As always, we will keep you up to date on the latest developments in the post-COVID return to work landscape.


General Counsel Abruzzo Looks to Overturn Board Precedent Again: This Time, Seeking to Broaden Union Access to Public Spaces

In an Advice Memorandum released on May 25, 2022, NLRB General Counsel Jennifer Abruzzo laid out a blueprint for changes she’d like made to Board precedent concerning union representatives’ access to employer property.  At issue is a pair of 2019 rulings by the NLRB in UPMC, 368 NLRB No. 2 (2019) and Kroger Ltd. P’ship, 368 NLRB No. 64 (2019), which together provided employers with greater latitude to bar union representatives from accessing public spaces within the employer’s facilities and grounds.

While an Advice Memorandum does not constitute a change in the law, it certainly gives a clear indication of how the current General Counsel will advise the Regions in deciding whether and how to prosecute future cases.  This most recent GC memo makes good on initiatives she articulated last year (previously discussed here).  The issue of union access to employer facilities was specifically foreshadowed as a topic for reassessment in the General Counsel’s “Mandatory Submissions to Advice GC Memorandum 21-04,” released on August 12, 2021.

Background – LT Transportation, Case 05-CA-281089

This Advice Memorandum is the result of an issue raised in a recent case before the Board, LAZ Parking Mid Atlantic, LLC, d/b/a LT Transporation, Case 05-CA-281089.

There, the conduct at issue was that the company wrote a letter to the union that was trying to organize the company’s drivers, prohibiting the union’s representatives from going to stops along the shuttle bus routes to talk to the drivers.  The union argued that barring non-employee union agents from boarding the employer’s publicly-used shuttles violated Sections 8(a)(1) and (3) of the NLRA.

The union ultimately withdrew the charges after winning the election to represent the company’s shuttle bus drivers.  However, the closing of the case allowed GC Abruzzo to issue the Advice Memorandum and opine on the legality of the prohibition of the union’s access to public facilities.

The History of Non-Employee Union Access Cases Pre-2019

In 1956, the Supreme Court issued NLRB v.
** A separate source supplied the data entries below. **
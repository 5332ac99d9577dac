//! End-to-end scan pipeline tests against a mock recognition engine.

mod common;

use common::{dir_filenames, engine_detection, test_context, test_png};
use pretty_assertions::assert_eq;
use serde_json::json;
use wiremock::matchers::{method, path};
use wiremock::{Mock, MockServer, ResponseTemplate};

use lector::engine::EngineProfileKind;
use lector::error::LectorError;
use lector::services::ScanOptions;

#[tokio::test]
async fn identical_bytes_invoke_the_engine_exactly_once() {
    let server = MockServer::start().await;
    Mock::given(method("POST"))
        .and(path("/recognize"))
        .respond_with(ResponseTemplate::new(200).set_body_json(json!({
            "detections": [
                engine_detection(0.0, 10.0, "hello", 0.9),
                engine_detection(60.0, 12.0, "world", 0.8),
            ]
        })))
        .expect(1)
        .mount(&server)
        .await;

    let tmp = tempfile::tempdir().unwrap();
    let ctx = test_context(tmp.path(), Some(server.uri())).await;
    let png = test_png(100, 60, 128);

    let first = ctx
        .scans
        .process_upload("receipt.png", &png, &ScanOptions::default())
        .await
        .unwrap();
    assert!(!first.from_cache);
    assert_eq!(first.result.text, "hello world");
    assert_eq!(first.result.stats.detection_count, 2);
    assert_eq!(first.result.stats.avg_confidence, 85.0);
    assert!(first.warnings.is_empty());

    // Same bytes, different filename: served from cache, engine untouched.
    let second = ctx
        .scans
        .process_upload("copy-of-receipt.png", &png, &ScanOptions::default())
        .await
        .unwrap();
    assert!(second.from_cache);
    assert_eq!(second.fingerprint, first.fingerprint);
    assert_eq!(second.result, first.result);

    // One cache entry, but one history event per processing request.
    assert_eq!(ctx.cache.stats().await.unwrap().entry_count, 1);
    let history = ctx.history.list(10).await.unwrap();
    assert_eq!(history.len(), 2);
    assert_eq!(history[0].original_filename, "copy-of-receipt.png");
    assert_eq!(history[1].original_filename, "receipt.png");
    assert_eq!(history[0].content_fingerprint, first.fingerprint);
}

#[tokio::test]
async fn cache_hit_with_different_options_reuses_first_population() {
    let server = MockServer::start().await;
    Mock::given(method("POST"))
        .and(path("/recognize"))
        .respond_with(ResponseTemplate::new(200).set_body_json(json!({
            "detections": [engine_detection(0.0, 10.0, "faint", 0.35)]
        })))
        .expect(1)
        .mount(&server)
        .await;

    let tmp = tempfile::tempdir().unwrap();
    let ctx = test_context(tmp.path(), Some(server.uri())).await;
    let png = test_png(80, 40, 10);

    let first = ctx
        .scans
        .process_upload("a.png", &png, &ScanOptions::default())
        .await
        .unwrap();
    assert_eq!(first.result.stats.detection_count, 1);

    // A stricter threshold on a repeat upload does not recompute: the
    // parameters used at first population win.
    let opts = ScanOptions {
        min_confidence: Some(0.9),
        ..Default::default()
    };
    let second = ctx.scans.process_upload("b.png", &png, &opts).await.unwrap();
    assert!(second.from_cache);
    assert_eq!(second.result.stats.detection_count, 1);
}

#[tokio::test]
async fn empty_result_is_valid_and_still_recorded() {
    let server = MockServer::start().await;
    Mock::given(method("POST"))
        .and(path("/recognize"))
        .respond_with(ResponseTemplate::new(200).set_body_json(json!({
            "detections": [
                engine_detection(0.0, 10.0, "noise", 0.1),
                engine_detection(0.0, 40.0, "blur", 0.1),
            ]
        })))
        .mount(&server)
        .await;

    let tmp = tempfile::tempdir().unwrap();
    let ctx = test_context(tmp.path(), Some(server.uri())).await;

    let outcome = ctx
        .scans
        .process_upload("blank.png", &test_png(64, 64, 200), &ScanOptions::default())
        .await
        .unwrap();

    assert_eq!(outcome.result.text, "");
    assert_eq!(outcome.result.stats.detection_count, 0);
    assert_eq!(outcome.result.stats.avg_confidence, 0.0);

    // The empty result is still a processing event and a cache entry.
    assert_eq!(ctx.cache.stats().await.unwrap().entry_count, 1);
    let history = ctx.history.list(10).await.unwrap();
    assert_eq!(history.len(), 1);
    assert_eq!(history[0].text, "");
}

#[tokio::test]
async fn engine_failure_mutates_neither_cache_nor_history() {
    let server = MockServer::start().await;
    Mock::given(method("POST"))
        .and(path("/recognize"))
        .respond_with(ResponseTemplate::new(500))
        .mount(&server)
        .await;

    let tmp = tempfile::tempdir().unwrap();
    let ctx = test_context(tmp.path(), Some(server.uri())).await;

    let err = ctx
        .scans
        .process_upload("doc.png", &test_png(64, 64, 50), &ScanOptions::default())
        .await
        .unwrap_err();
    assert!(matches!(err, LectorError::Engine(_)));

    assert_eq!(ctx.cache.stats().await.unwrap().entry_count, 0);
    assert!(ctx.history.list(10).await.unwrap().is_empty());

    // Artifacts written before the failure stay behind for the sweeper.
    assert!(!dir_filenames(&ctx.uploads_dir).is_empty());
}

#[tokio::test]
async fn invalid_uploads_are_rejected_before_any_artifact_is_written() {
    let tmp = tempfile::tempdir().unwrap();
    let ctx = test_context(tmp.path(), None).await;

    let err = ctx
        .scans
        .process_upload("notes.txt", b"plain text", &ScanOptions::default())
        .await
        .unwrap_err();
    assert!(matches!(err, LectorError::InvalidInput(_)));

    let err = ctx
        .scans
        .process_upload("empty.png", b"", &ScanOptions::default())
        .await
        .unwrap_err();
    assert!(matches!(err, LectorError::InvalidInput(_)));

    let err = ctx
        .scans
        .process_upload("fake.png", b"not png bytes", &ScanOptions::default())
        .await
        .unwrap_err();
    assert!(matches!(err, LectorError::InvalidInput(_)));

    assert!(dir_filenames(&ctx.uploads_dir).is_empty());
    assert!(dir_filenames(&ctx.processed_dir).is_empty());
}

#[tokio::test]
async fn batch_reports_per_file_outcomes() {
    let server = MockServer::start().await;
    Mock::given(method("POST"))
        .and(path("/recognize"))
        .respond_with(ResponseTemplate::new(200).set_body_json(json!({
            "detections": [engine_detection(0.0, 10.0, "ok", 0.9)]
        })))
        .mount(&server)
        .await;

    let tmp = tempfile::tempdir().unwrap();
    let ctx = test_context(tmp.path(), Some(server.uri())).await;

    let files = vec![
        ("good.png".to_string(), test_png(64, 64, 1)),
        ("bad.txt".to_string(), b"nope".to_vec()),
        ("also-good.png".to_string(), test_png(64, 64, 2)),
    ];
    let outcomes = ctx.scans.process_batch(files, &ScanOptions::default()).await;

    assert_eq!(outcomes.len(), 3);
    assert!(outcomes[0].1.is_ok());
    assert!(outcomes[1].1.is_err());
    assert!(outcomes[2].1.is_ok());
}

#[tokio::test]
async fn enhancement_and_annotation_store_processed_artifacts() {
    let server = MockServer::start().await;
    Mock::given(method("POST"))
        .and(path("/recognize"))
        .respond_with(ResponseTemplate::new(200).set_body_json(json!({
            "detections": [engine_detection(5.0, 5.0, "boxed", 0.95)]
        })))
        .mount(&server)
        .await;

    let tmp = tempfile::tempdir().unwrap();
    let ctx = test_context(tmp.path(), Some(server.uri())).await;

    let opts = ScanOptions {
        annotate: true,
        ..Default::default()
    };
    let outcome = ctx
        .scans
        .process_upload("page.png", &test_png(120, 90, 77), &opts)
        .await
        .unwrap();

    let annotated = outcome.annotated_filename.expect("annotated artifact");
    assert!(annotated.starts_with("boxed_"));

    let processed = dir_filenames(&ctx.processed_dir);
    assert!(processed.iter().any(|f| f.starts_with("pre_")));
    assert!(processed.contains(&annotated));
}

#[tokio::test]
async fn quick_profile_skips_enhancement_by_default() {
    let server = MockServer::start().await;
    Mock::given(method("POST"))
        .and(path("/recognize"))
        .respond_with(ResponseTemplate::new(200).set_body_json(json!({ "detections": [] })))
        .mount(&server)
        .await;

    let tmp = tempfile::tempdir().unwrap();
    let ctx = test_context(tmp.path(), Some(server.uri())).await;

    let opts = ScanOptions {
        profile: Some(EngineProfileKind::Quick),
        ..Default::default()
    };
    ctx.scans
        .process_upload("page.png", &test_png(64, 64, 9), &opts)
        .await
        .unwrap();

    assert!(dir_filenames(&ctx.processed_dir).is_empty());
}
Babcock & Wilcox Co., 351 U.S. 105 (1956), which held that employers could exclude non-employee union representatives from an employer’s property unless one of two conditions are present:

  • Employees are otherwise inaccessible to the union; or
  • The employer has discriminated against the union by prohibiting it from using the employer’s facilities, but provides access to non-union groups.

After Babcock, the Board was faced with a number of fact-specific scenarios confronting the discrimination questions, including situations involving “public spaces” – i.e., spaces either contained within, or adjacent to yet part of, an employer’s private property, but which were open to the public.  The Board addressed whether an employer, by virtue of allowing the public to utilize a particular portion of its otherwise private property effectively discriminates when it excludes the union access to said property for purposes of engaging in otherwise protected, concerted activity.
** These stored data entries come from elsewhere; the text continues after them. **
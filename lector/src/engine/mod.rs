//! Recognition Engine Adapter
//!
//! The recognition engine itself is an external collaborator reached over
//! HTTP: given image bytes and a tuning profile it returns an
//! arbitrarily-ordered list of detections (4-point polygon, text,
//! confidence in [0, 1]). This module owns the adapter only:
//!
//! - `EngineProvider` wraps the remote client with availability tracking
//!   and a caller-supplied timeout
//! - `EngineProfile` selects the speed/accuracy trade-off ("quick" vs
//!   "accurate")
//! - `preprocess` applies the optional enhancement pass (downscale,
//!   contrast, sharpen, denoise) before recognition
//! - `annotate` draws detection polygons back onto the recognized buffer
//!
//! Engine failure or an undecodable image is a typed error, never a
//! partial result.

mod annotate;
mod api;
mod preprocess;
mod profile;
mod provider;

pub use annotate::draw_detection_boxes;
pub use preprocess::enhance_image;
pub use profile::{EngineProfile, EngineProfileKind};
pub use provider::EngineProvider;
Since Babcock, the Board held on numerous occasions that unions could access such public spaces, as long as organizers used them consistently with the public property’s intended use and were not disruptive to the employer.  Cases over the years involved public sidewalks adjacent to a store, public restaurants located in a portion of the employer’s department store, public cafeterias, and casinos’ bars and restaurants.
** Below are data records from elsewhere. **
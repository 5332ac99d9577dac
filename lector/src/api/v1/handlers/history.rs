//! v1 History handlers.
//!
//! History entries record processing events and are removed only through
//! these routes, never by the retention sweeper.

use axum::extract::{Path, State};
use axum_extra::extract::Query;

use crate::api::v1::dto::{
    ClearHistoryResponse, DeleteHistoryResponse, HistoryEntryResponse, ListHistoryQuery,
    ListHistoryResponse,
};
use crate::api::v1::response::{ApiResponse, ErrorCode, ResponseMeta};
use crate::api::AppState;

/// `GET /api/v1/history`
///
/// Lists entries most recent first.
#[utoipa::path(
    get,
    path = "/api/v1/history",
    tag = "history",
    params(ListHistoryQuery),
    responses(
        (status = 200, description = "History entries, most recent first", body = ListHistoryResponse),
    )
)]
pub async fn list_history(
    State(state): State<AppState>,
    Query(query): Query<ListHistoryQuery>,
) -> ApiResponse<ListHistoryResponse> {
    let limit = query.limit.unwrap_or(20).clamp(1, 100);

    let entries = match state.history.list(limit).await {
        Ok(entries) => entries,
        Err(e) => return e.into(),
    };

    let total = entries.len() as u64;
    ApiResponse::success_with_meta(
        ListHistoryResponse {
            entries: entries.into_iter().map(HistoryEntryResponse::from).collect(),
        },
        ResponseMeta { total: Some(total) },
    )
}

/// `GET /api/v1/history/{entryId}`
#[utoipa::path(
    get,
    path = "/api/v1/history/{entryId}",
    tag = "history",
    params(("entryId" = String, Path, description = "History entry id")),
    responses(
        (status = 200, description = "History entry", body = HistoryEntryResponse),
        (status = 404, description = "Unknown entry", body = crate::api::v1::response::ApiError),
    )
)]
pub async fn get_history_entry(
    State(state): State<AppState>,
    Path(entry_id): Path<String>,
) -> ApiResponse<HistoryEntryResponse> {
    match state.history.get(&entry_id).await {
        Ok(Some(entry)) => ApiResponse::success(entry.into()),
        Ok(None) => ApiResponse::error(
            ErrorCode::NotFound,
            format!("History entry {entry_id} not found"),
        ),
        Err(e) => e.into(),
    }
}

/// `DELETE /api/v1/history/{entryId}`
///
/// Idempotent: deleting an unknown id succeeds with `deleted: false`.
#[utoipa::path(
    delete,
    path = "/api/v1/history/{entryId}",
    tag = "history",
    params(("entryId" = String, Path, description = "History entry id")),
    responses(
        (status = 200, description = "Deletion outcome", body = DeleteHistoryResponse),
    )
)]
pub async fn delete_history_entry(
    State(state): State<AppState>,
    Path(entry_id): Path<String>,
) -> ApiResponse<DeleteHistoryResponse> {
    match state.history.delete(&entry_id).await {
        Ok(deleted) => ApiResponse::success(DeleteHistoryResponse { deleted }),
        Err(e) => e.into(),
    }
}

/// `POST /api/v1/history:clear`
#[utoipa::path(
    post,
    path = "/api/v1/history:clear",
    tag = "history",
    responses(
        (status = 200, description = "History cleared", body = ClearHistoryResponse),
    )
)]
pub async fn clear_history(State(state): State<AppState>) -> ApiResponse<ClearHistoryResponse> {
    match state.history.clear().await {
        Ok(entries_removed) => ApiResponse::success(ClearHistoryResponse { entries_removed }),
        Err(e) => e.into(),
    }
}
The Board’s 2019 Decisions in UPMC and Kroger

In UPMC, 368 NLRB No. 2 (2019), the Board held that the “public spaces” exception referenced above was inconsistent with Babcock.  In overruling the prior cases that outlined a “public spaces” exception, the Board announced that employers could eject union organizers or representatives from such “public spaces,” unless one of the two exceptions from Babcock were demonstrated:  a showing of inaccessibility or discrimination based on the use by non-union groups.

The Board also took the opportunity to further define discrimination under the Babcock standard. The Board stated that discrimination in union access cases exists where “by rule or practice a property owner permits similar activity in similar relevant circumstances.”  The focus, according to the Board, should be on the conduct of the non-employee organizers, rather than their identities.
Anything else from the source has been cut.